▸ **Task instructions**
From the first record to the last, write out each one exactly.

*** Opening Data supplied ***

// Flowgate worker runtime
//
// Assembles the store, org-chart directory, action handlers, dispatcher,
// engine and escalation scheduler from the environment, and owns their
// background loops.

use std::sync::Arc;

use anyhow::{Context, Result};
use tracing::{info, warn};

use flowgate_core::{Clock, IdentityDirectory, StaticDirectory, SystemClock};
use flowgate_durable::persistence::EngineStore;
use flowgate_durable::{
    ActionDispatcher, DispatcherConfig, EscalationScheduler, HandlerRegistry, InMemoryEngineStore,
    LogActionHandler, PostgresEngineStore, SchedulerConfig,
};
use flowgate_engine::{EngineConfig, WorkflowEngine, ERROR_ESCALATION_ACTION, REMINDER_ACTION};

// =============================================================================
// Configuration
// =============================================================================

#[derive(Debug, Clone, Default)]
pub struct WorkerConfig {
    /// PostgreSQL connection string; in-memory store when unset
    pub database_url: Option<String>,
    /// JSON org chart loaded into the static directory
    pub org_chart_path: Option<String>,
    /// Action types served by the logging handler besides the system ones
    pub log_action_types: Vec<String>,
    pub engine: EngineConfig,
    pub dispatcher: DispatcherConfig,
    pub scheduler: SchedulerConfig,
}

impl WorkerConfig {
    /// Environment variables:
    /// - `DATABASE_URL`: PostgreSQL connection string
    /// - `ORG_CHART_PATH`: path to an org chart JSON file
    /// - `LOG_ACTION_TYPES`: comma-separated action types to log and acknowledge
    ///
    /// Engine, dispatcher and scheduler settings come from their own `from_env`.
    pub fn from_env() -> Self {
        Self {
            database_url: std::env::var("DATABASE_URL").ok(),
            org_chart_path: std::env::var("ORG_CHART_PATH").ok(),
            log_action_types: std::env::var("LOG_ACTION_TYPES")
                .map(|v| parse_list(&v))
                .unwrap_or_default(),
            engine: EngineConfig::from_env(),
            dispatcher: DispatcherConfig::from_env(),
            scheduler: SchedulerConfig::from_env(),
        }
    }
}

fn parse_list(value: &str) -> Vec<String> {
    value
        .split(',')
        .map(str::trim)
        .filter(|s| !s.is_empty())
        .map(String::from)
        .collect()
}

// =============================================================================
// Runtime
// =============================================================================

pub struct FlowgateWorker {
    engine: Arc<WorkflowEngine>,
    dispatcher: Arc<ActionDispatcher>,
    scheduler: Arc<EscalationScheduler>,
}

impl FlowgateWorker {
    pub async fn new(config: WorkerConfig) -> Result<Self> {
        let store = open_store(config.database_url.as_deref()).await?;
        let directory = load_directory(config.org_chart_path.as_deref()).await?;
        Ok(Self::assemble(store, directory, Arc::new(SystemClock), config))
    }

    /// Wire the components around an existing store and directory
    pub fn assemble(
        store: Arc<dyn EngineStore>,
        directory: Arc<dyn IdentityDirectory>,
        clock: Arc<dyn Clock>,
        config: WorkerConfig,
    ) -> Self {
        let registry = handler_registry(&config.log_action_types);
        info!(action_types = ?registry.action_types(), "action handlers registered");

        let dispatcher = Arc::new(ActionDispatcher::new(
            store.clone(),
            registry,
            clock.clone(),
            config.dispatcher,
        ));
        let engine = Arc::new(
            WorkflowEngine::builder(store.clone(), directory)
                .clock(clock.clone())
                .config(config.engine)
                .dispatcher(dispatcher.clone())
                .build(),
        );
        let scheduler = Arc::new(EscalationScheduler::new(
            store,
            engine.clone(),
            clock,
            config.scheduler,
        ));

        Self {
            engine,
            dispatcher,
            scheduler,
        }
    }

    pub fn engine(&self) -> &Arc<WorkflowEngine> {
        &self.engine
    }

    /// Spawn the dispatcher and scheduler loops
    pub fn start(&self) -> Result<()> {
        self.dispatcher
            .start()
            .context("Failed to start action dispatcher")?;
        self.scheduler
            .start()
            .context("Failed to start escalation scheduler")?;
        info!(
            dispatcher = %self.dispatcher.worker_id(),
            scheduler = %self.scheduler.worker_id(),
            "worker loops started"
        );
        Ok(())
    }

    /// Stop both loops, waiting for in-flight work
    pub async fn shutdown(&self) -> Result<()> {
        let (scheduler, dispatcher) =
            tokio::join!(self.scheduler.shutdown(), self.dispatcher.shutdown());
        scheduler.context("Escalation scheduler shutdown failed")?;
        dispatcher.context("Action dispatcher shutdown failed")?;
        Ok(())
    }
}

async fn open_store(database_url: Option<&str>) -> Result<Arc<dyn EngineStore>> {
    match database_url {
        Some(url) => {
            let store = PostgresEngineStore::connect(url)
                .await
                .context("Failed to connect to database")?;
            store.migrate().await.context("Failed to run migrations")?;
            info!("Using PostgreSQL store");
            Ok(Arc::new(store))
        }
        None => {
            warn!("DATABASE_URL not set, using in-memory store; state is lost on exit");
            Ok(Arc::new(InMemoryEngineStore::new()))
        }
    }
}

async fn load_directory(path: Option<&str>) -> Result<Arc<dyn IdentityDirectory>> {
    let Some(path) = path else {
        warn!("ORG_CHART_PATH not set, approver resolution starts with an empty org chart");
        return Ok(Arc::new(StaticDirectory::new()));
    };
    let json = tokio::fs::read_to_string(path)
        .await
        .with_context(|| format!("Failed to read org chart {path}"))?;
    let directory =
        StaticDirectory::from_json(&json).with_context(|| format!("Invalid org chart {path}"))?;
    info!(%path, "org chart loaded");
    Ok(Arc::new(directory))
}

fn handler_registry(log_action_types: &[String]) -> HandlerRegistry {
    let mut builder = HandlerRegistry::builder()
        .handler(REMINDER_ACTION, LogActionHandler)
        .handler(ERROR_ESCALATION_ACTION, LogActionHandler);
    for action_type in log_action_types {
        builder = builder.handler(action_type.clone(), LogActionHandler);
    }
    builder.build()
}
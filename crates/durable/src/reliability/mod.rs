//! Reliability primitives for side-effect execution

mod retry;

pub use retry::RetryPolicy;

*** Closing Data supplied ***

▸ **Finished exercise**
// Flowgate worker runtime
//
// Assembles the store, org-chart directory, action handlers, dispatcher,
// engine and escalation scheduler from the environment, and owns their
// background loops.

use std::sync::Arc;

use anyhow::{Context, Result};
use tracing::{info, warn};

use flowgate_core::{Clock, IdentityDirectory, StaticDirectory, SystemClock};
use flowgate_durable::persistence::EngineStore;
use flowgate_durable::{
    ActionDispatcher, DispatcherConfig, EscalationScheduler, HandlerRegistry, InMemoryEngineStore,
    LogActionHandler, PostgresEngineStore, SchedulerConfig,
};
use flowgate_engine::{EngineConfig, WorkflowEngine, ERROR_ESCALATION_ACTION, REMINDER_ACTION};

// =============================================================================
// Configuration
// =============================================================================

#[derive(Debug, Clone, Default)]
pub struct WorkerConfig {
    /// PostgreSQL connection string; in-memory store when unset
    pub database_url: Option<String>,
    /// JSON org chart loaded into the static directory
    pub org_chart_path: Option<String>,
    /// Action types served by the logging handler besides the system ones
    pub log_action_types: Vec<String>,
    pub engine: EngineConfig,
    pub dispatcher: DispatcherConfig,
    pub scheduler: SchedulerConfig,
}

impl WorkerConfig {
    /// Environment variables:
    /// - `DATABASE_URL`: PostgreSQL connection string
    /// - `ORG_CHART_PATH`: path to an org chart JSON file
    /// - `LOG_ACTION_TYPES`: comma-separated action types to log and acknowledge
    ///
    /// Engine, dispatcher and scheduler settings come from their own `from_env`.
    pub fn from_env() -> Self {
        Self {
            database_url: std::env::var("DATABASE_URL").ok(),
            org_chart_path: std::env::var("ORG_CHART_PATH").ok(),
            log_action_types: std::env::var("LOG_ACTION_TYPES")
                .map(|v| parse_list(&v))
                .unwrap_or_default(),
            engine: EngineConfig::from_env(),
            dispatcher: DispatcherConfig::from_env(),
            scheduler: SchedulerConfig::from_env(),
        }
    }
}

fn parse_list(value: &str) -> Vec<String> {
    value
        .split(',')
        .map(str::trim)
        .filter(|s| !s.is_empty())
        .map(String::from)
        .collect()
}

// =============================================================================
// Runtime
// =============================================================================

pub struct FlowgateWorker {
    engine: Arc<WorkflowEngine>,
    dispatcher: Arc<ActionDispatcher>,
    scheduler: Arc<EscalationScheduler>,
}

impl FlowgateWorker {
    pub async fn new(config: WorkerConfig) -> Result<Self> {
        let store = open_store(config.database_url.as_deref()).await?;
        let directory = load_directory(config.org_chart_path.as_deref()).await?;
        Ok(Self::assemble(store, directory, Arc::new(SystemClock), config))
    }

    /// Wire the components around an existing store and directory
    pub fn assemble(
        store: Arc<dyn EngineStore>,
        directory: Arc<dyn IdentityDirectory>,
        clock: Arc<dyn Clock>,
        config: WorkerConfig,
    ) -> Self {
        let registry = handler_registry(&config.log_action_types);
        info!(action_types = ?registry.action_types(), "action handlers registered");

        let dispatcher = Arc::new(ActionDispatcher::new(
            store.clone(),
            registry,
            clock.clone(),
            config.dispatcher,
        ));
        let engine = Arc::new(
            WorkflowEngine::builder(store.clone(), directory)
                .clock(clock.clone())
                .config(config.engine)
                .dispatcher(dispatcher.clone())
                .build(),
        );
        let scheduler = Arc::new(EscalationScheduler::new(
            store,
            engine.clone(),
            clock,
            config.scheduler,
        ));

        Self {
            engine,
            dispatcher,
            scheduler,
        }
    }

    pub fn engine(&self) -> &Arc<WorkflowEngine> {
        &self.engine
    }

    /// Spawn the dispatcher and scheduler loops
    pub fn start(&self) -> Result<()> {
        self.dispatcher
            .start()
            .context("Failed to start action dispatcher")?;
        self.scheduler
            .start()
            .context("Failed to start escalation scheduler")?;
        info!(
            dispatcher = %self.dispatcher.worker_id(),
            scheduler = %self.scheduler.worker_id(),
            "worker loops started"
        );
        Ok(())
    }

    /// Stop both loops, waiting for in-flight work
    pub async fn shutdown(&self) -> Result<()> {
        let (scheduler, dispatcher) =
            tokio::join!(self.scheduler.shutdown(), self.dispatcher.shutdown());
        scheduler.context("Escalation scheduler shutdown failed")?;
        dispatcher.context("Action dispatcher shutdown failed")?;
        Ok(())
    }
}

async fn open_store(database_url: Option<&str>) -> Result<Arc<dyn EngineStore>> {
    match database_url {
        Some(url) => {
            let store = PostgresEngineStore::connect(url)
                .await
                .context("Failed to connect to database")?;
            store.migrate().await.context("Failed to run migrations")?;
            info!("Using PostgreSQL store");
            Ok(Arc::new(store))
        }
        None => {
            warn!("DATABASE_URL not set, using in-memory store; state is lost on exit");
            Ok(Arc::new(InMemoryEngineStore::new()))
        }
    }
}

async fn load_directory(path: Option<&str>) -> Result<Arc<dyn IdentityDirectory>> {
    let Some(path) = path else {
        warn!("ORG_CHART_PATH not set, approver resolution starts with an empty org chart");
        return Ok(Arc::new(StaticDirectory::new()));
    };
    let json = tokio::fs::read_to_string(path)
        .await
        .with_context(|| format!("Failed to read org chart {path}"))?;
    let directory =
        StaticDirectory::from_json(&json).with_context(|| format!("Invalid org chart {path}"))?;
    info!(%path, "org chart loaded");
    Ok(Arc::new(directory))
}

fn handler_registry(log_action_types: &[String]) -> HandlerRegistry {
    let mut builder = HandlerRegistry::builder()
        .handler(REMINDER_ACTION, LogActionHandler)
        .handler(ERROR_ESCALATION_ACTION, LogActionHandler);
    for action_type in log_action_types {
        builder = builder.handler(action_type.clone(), LogActionHandler);
    }
    builder.build()
}
filename crates/durable/src/reliability/mod.rs
//! Reliability primitives for side-effect execution

mod retry;

pub use retry::RetryPolicy;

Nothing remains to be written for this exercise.